Assigned task: Should any entry look odd, write it out exactly anyway, along with all the rest.

Material for the task:
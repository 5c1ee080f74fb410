// src/connection/session.rs

//! Defines the state associated with a single client session.

use crate::core::dialer::UpstreamStream;
use crate::core::protocol::RawCommand;
use bytes::Bytes;
use std::fmt;
use tokio::io::BufReader;

/// The handshake phase of a session. Each phase carries exactly the data the next
/// transition needs.
#[derive(Debug, Clone, PartialEq)]
pub enum SessionPhase {
    /// Waiting for the client's first command.
    AwaitingClientAuth,
    /// The client's first command is being forwarded and its reply awaited.
    /// `secret` is present only when that command is an `AUTH`.
    UpstreamAuthInFlight {
        command: RawCommand,
        secret: Option<Bytes>,
    },
    /// The hidden `SELECT` for the tenant's database is in flight.
    TenantSelectInFlight { db_index: String },
    /// Bytes are copied verbatim in both directions.
    Relaying,
    /// Terminal.
    Closed,
}

impl SessionPhase {
    pub fn name(&self) -> &'static str {
        match self {
            SessionPhase::AwaitingClientAuth => "awaiting client auth",
            SessionPhase::UpstreamAuthInFlight { .. } => "upstream auth in flight",
            SessionPhase::TenantSelectInFlight { .. } => "tenant select in flight",
            SessionPhase::Relaying => "relaying",
            SessionPhase::Closed => "closed",
        }
    }

    /// True until the session has been handed to the relay.
    pub fn is_handshake(&self) -> bool {
        !matches!(self, SessionPhase::Relaying | SessionPhase::Closed)
    }
}

impl fmt::Display for SessionPhase {
    fn fmt(&self, f: &mut fmt::Formatter<'_>) -> fmt::Result {
        f.write_str(self.name())
    }
}

/// Holds the state specific to a single client session.
pub struct Session<S> {
    /// The client connection. Buffered so that a command is read exactly to its end;
    /// anything the client pipelined behind it stays in the buffer for the relay.
    pub client: BufReader<S>,
    /// The upstream connection, absent until the client's first command has arrived.
    pub upstream: Option<BufReader<UpstreamStream>>,
    pub phase: SessionPhase,
    /// The tenant database the upstream connection is pinned to, once selected.
    pub db_index: Option<String>,
}

impl<S> Session<S> {
    pub(crate) fn new(client: BufReader<S>) -> Self {
        Self {
            client,
            upstream: None,
            phase: SessionPhase::AwaitingClientAuth,
            db_index: None,
        }
    }

    /// Moves the current phase out, leaving `Closed` behind until the next transition.
    pub(crate) fn take_phase(&mut self) -> SessionPhase {
        std::mem::replace(&mut self.phase, SessionPhase::Closed)
    }
}

/// Extracts the password from an `AUTH` command.
///
/// Both `AUTH <password>` and `AUTH <username> <password>` are recognized; any other
/// arity is still forwarded upstream but carries no usable secret.
pub fn auth_secret(command: &RawCommand) -> Option<Bytes> {
    if !command.is("AUTH") {
        return None;
    }
    match command.arg_count() {
        2 => command.arg(1).map(Bytes::copy_from_slice),
        3 => command.arg(2).map(Bytes::copy_from_slice),
        _ => None,
    }
}
// src/core/metrics.rs

//! Defines and registers Prometheus metrics for gateway monitoring.
//!
//! This module uses `lazy_static` to ensure that metrics are registered only once
//! globally for the entire application lifecycle.

use lazy_static::lazy_static;
use prometheus::{
    Gauge, IntCounter, IntCounterVec, TextEncoder, register_gauge, register_int_counter,
    register_int_counter_vec,
};

lazy_static! {
    /// The number of client sessions currently open.
    pub static ref CONNECTED_CLIENTS: Gauge =
        register_gauge!("respgate_connected_clients", "Number of currently connected clients.").unwrap();
    /// The number of tenants in the active credential snapshot.
    pub static ref CREDENTIALS_LOADED: Gauge =
        register_gauge!("respgate_credentials_loaded", "Number of tenant secrets in the active credential snapshot.").unwrap();

    /// The total number of connections accepted since startup.
    pub static ref CONNECTIONS_RECEIVED_TOTAL: IntCounter =
        register_int_counter!("respgate_connections_received_total", "Total number of connections received.").unwrap();
    /// The total number of connections turned away because `max_clients` was reached.
    pub static ref CONNECTIONS_REJECTED_TOTAL: IntCounter =
        register_int_counter!("respgate_connections_rejected_total", "Total number of connections rejected at the client limit.").unwrap();
    /// The total number of failed attempts to reach the upstream.
    pub static ref UPSTREAM_DIAL_FAILURES_TOTAL: IntCounter =
        register_int_counter!("respgate_upstream_dial_failures_total", "Total number of failed upstream dials.").unwrap();
    /// Handshake results, labeled by outcome.
    pub static ref HANDSHAKES_TOTAL: IntCounterVec =
        register_int_counter_vec!("respgate_handshakes_total", "Total number of completed or failed handshakes, labeled by outcome.", &["outcome"]).unwrap();
    /// Bytes relayed after the handshake, labeled by direction.
    pub static ref RELAYED_BYTES_TOTAL: IntCounterVec =
        register_int_counter_vec!("respgate_relayed_bytes_total", "Total number of bytes relayed, labeled by direction.", &["direction"]).unwrap();
    /// Credential reload attempts, labeled by result.
    pub static ref CREDENTIAL_RELOADS_TOTAL: IntCounterVec =
        register_int_counter_vec!("respgate_credential_reloads_total", "Total number of credential reloads, labeled by result.", &["result"]).unwrap();
}

/// Gathers all registered metrics and encodes them in the Prometheus text format.
pub fn gather_metrics() -> String {
    let encoder = TextEncoder::new();
    let metric_families = prometheus::gather();
    encoder.encode_to_string(&metric_families).unwrap_or_default()
}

Result:
repository 5c1ee080f74fb410
// src/connection/session.rs

//! Defines the state associated with a single client session.

use crate::core::dialer::UpstreamStream;
use crate::core::protocol::RawCommand;
use bytes::Bytes;
use std::fmt;
use tokio::io::BufReader;

/// The handshake phase of a session. Each phase carries exactly the data the next
/// transition needs.
#[derive(Debug, Clone, PartialEq)]
pub enum SessionPhase {
    /// Waiting for the client's first command.
    AwaitingClientAuth,
    /// The client's first command is being forwarded and its reply awaited.
    /// `secret` is present only when that command is an `AUTH`.
    UpstreamAuthInFlight {
        command: RawCommand,
        secret: Option<Bytes>,
    },
    /// The hidden `SELECT` for the tenant's database is in flight.
    TenantSelectInFlight { db_index: String },
    /// Bytes are copied verbatim in both directions.
    Relaying,
    /// Terminal.
    Closed,
}

impl SessionPhase {
    pub fn name(&self) -> &'static str {
        match self {
            SessionPhase::AwaitingClientAuth => "awaiting client auth",
            SessionPhase::UpstreamAuthInFlight { .. } => "upstream auth in flight",
            SessionPhase::TenantSelectInFlight { .. } => "tenant select in flight",
            SessionPhase::Relaying => "relaying",
            SessionPhase::Closed => "closed",
        }
    }

    /// True until the session has been handed to the relay.
    pub fn is_handshake(&self) -> bool {
        !matches!(self, SessionPhase::Relaying | SessionPhase::Closed)
    }
}

impl fmt::Display for SessionPhase {
    fn fmt(&self, f: &mut fmt::Formatter<'_>) -> fmt::Result {
        f.write_str(self.name())
    }
}

/// Holds the state specific to a single client session.
pub struct Session<S> {
    /// The client connection. Buffered so that a command is read exactly to its end;
    /// anything the client pipelined behind it stays in the buffer for the relay.
    pub client: BufReader<S>,
    /// The upstream connection, absent until the client's first command has arrived.
    pub upstream: Option<BufReader<UpstreamStream>>,
    pub phase: SessionPhase,
    /// The tenant database the upstream connection is pinned to, once selected.
    pub db_index: Option<String>,
}

impl<S> Session<S> {
    pub(crate) fn new(client: BufReader<S>) -> Self {
        Self {
            client,
            upstream: None,
            phase: SessionPhase::AwaitingClientAuth,
            db_index: None,
        }
    }

    /// Moves the current phase out, leaving `Closed` behind until the next transition.
    pub(crate) fn take_phase(&mut self) -> SessionPhase {
        std::mem::replace(&mut self.phase, SessionPhase::Closed)
    }
}

/// Extracts the password from an `AUTH` command.
///
/// Both `AUTH <password>` and `AUTH <username> <password>` are recognized; any other
/// arity is still forwarded upstream but carries no usable secret.
pub fn auth_secret(command: &RawCommand) -> Option<Bytes> {
    if !command.is("AUTH") {
        return None;
    }
    match command.arg_count() {
        2 => command.arg(1).map(Bytes::copy_from_slice),
        3 => command.arg(2).map(Bytes::copy_from_slice),
        _ => None,
    }
}
// src/core/metrics.rs

//! Defines and registers Prometheus metrics for gateway monitoring.
//!
//! This module uses `lazy_static` to ensure that metrics are registered only once
//! globally for the entire application lifecycle.

use lazy_static::lazy_static;
use prometheus::{
    Gauge, IntCounter, IntCounterVec, TextEncoder, register_gauge, register_int_counter,
    register_int_counter_vec,
};

lazy_static! {
    /// The number of client sessions currently open.
    pub static ref CONNECTED_CLIENTS: Gauge =
        register_gauge!("respgate_connected_clients", "Number of currently connected clients.").unwrap();
    /// The number of tenants in the active credential snapshot.
    pub static ref CREDENTIALS_LOADED: Gauge =
        register_gauge!("respgate_credentials_loaded", "Number of tenant secrets in the active credential snapshot.").unwrap();

    /// The total number of connections accepted since startup.
    pub static ref CONNECTIONS_RECEIVED_TOTAL: IntCounter =
        register_int_counter!("respgate_connections_received_total", "Total number of connections received.").unwrap();
    /// The total number of connections turned away because `max_clients` was reached.
    pub static ref CONNECTIONS_REJECTED_TOTAL: IntCounter =
        register_int_counter!("respgate_connections_rejected_total", "Total number of connections rejected at the client limit.").unwrap();
    /// The total number of failed attempts to reach the upstream.
    pub static ref UPSTREAM_DIAL_FAILURES_TOTAL: IntCounter =
        register_int_counter!("respgate_upstream_dial_failures_total", "Total number of failed upstream dials.").unwrap();
    /// Handshake results, labeled by outcome.
    pub static ref HANDSHAKES_TOTAL: IntCounterVec =
        register_int_counter_vec!("respgate_handshakes_total", "Total number of completed or failed handshakes, labeled by outcome.", &["outcome"]).unwrap();
    /// Bytes relayed after the handshake, labeled by direction.
    pub static ref RELAYED_BYTES_TOTAL: IntCounterVec =
        register_int_counter_vec!("respgate_relayed_bytes_total", "Total number of bytes relayed, labeled by direction.", &["direction"]).unwrap();
    /// Credential reload attempts, labeled by result.
    pub static ref CREDENTIAL_RELOADS_TOTAL: IntCounterVec =
        register_int_counter_vec!("respgate_credential_reloads_total", "Total number of credential reloads, labeled by result.", &["result"]).unwrap();
}

/// Gathers all registered metrics and encodes them in the Prometheus text format.
pub fn gather_metrics() -> String {
    let encoder = TextEncoder::new();
    let metric_families = prometheus::gather();
    encoder.encode_to_string(&metric_families).unwrap_or_default()
}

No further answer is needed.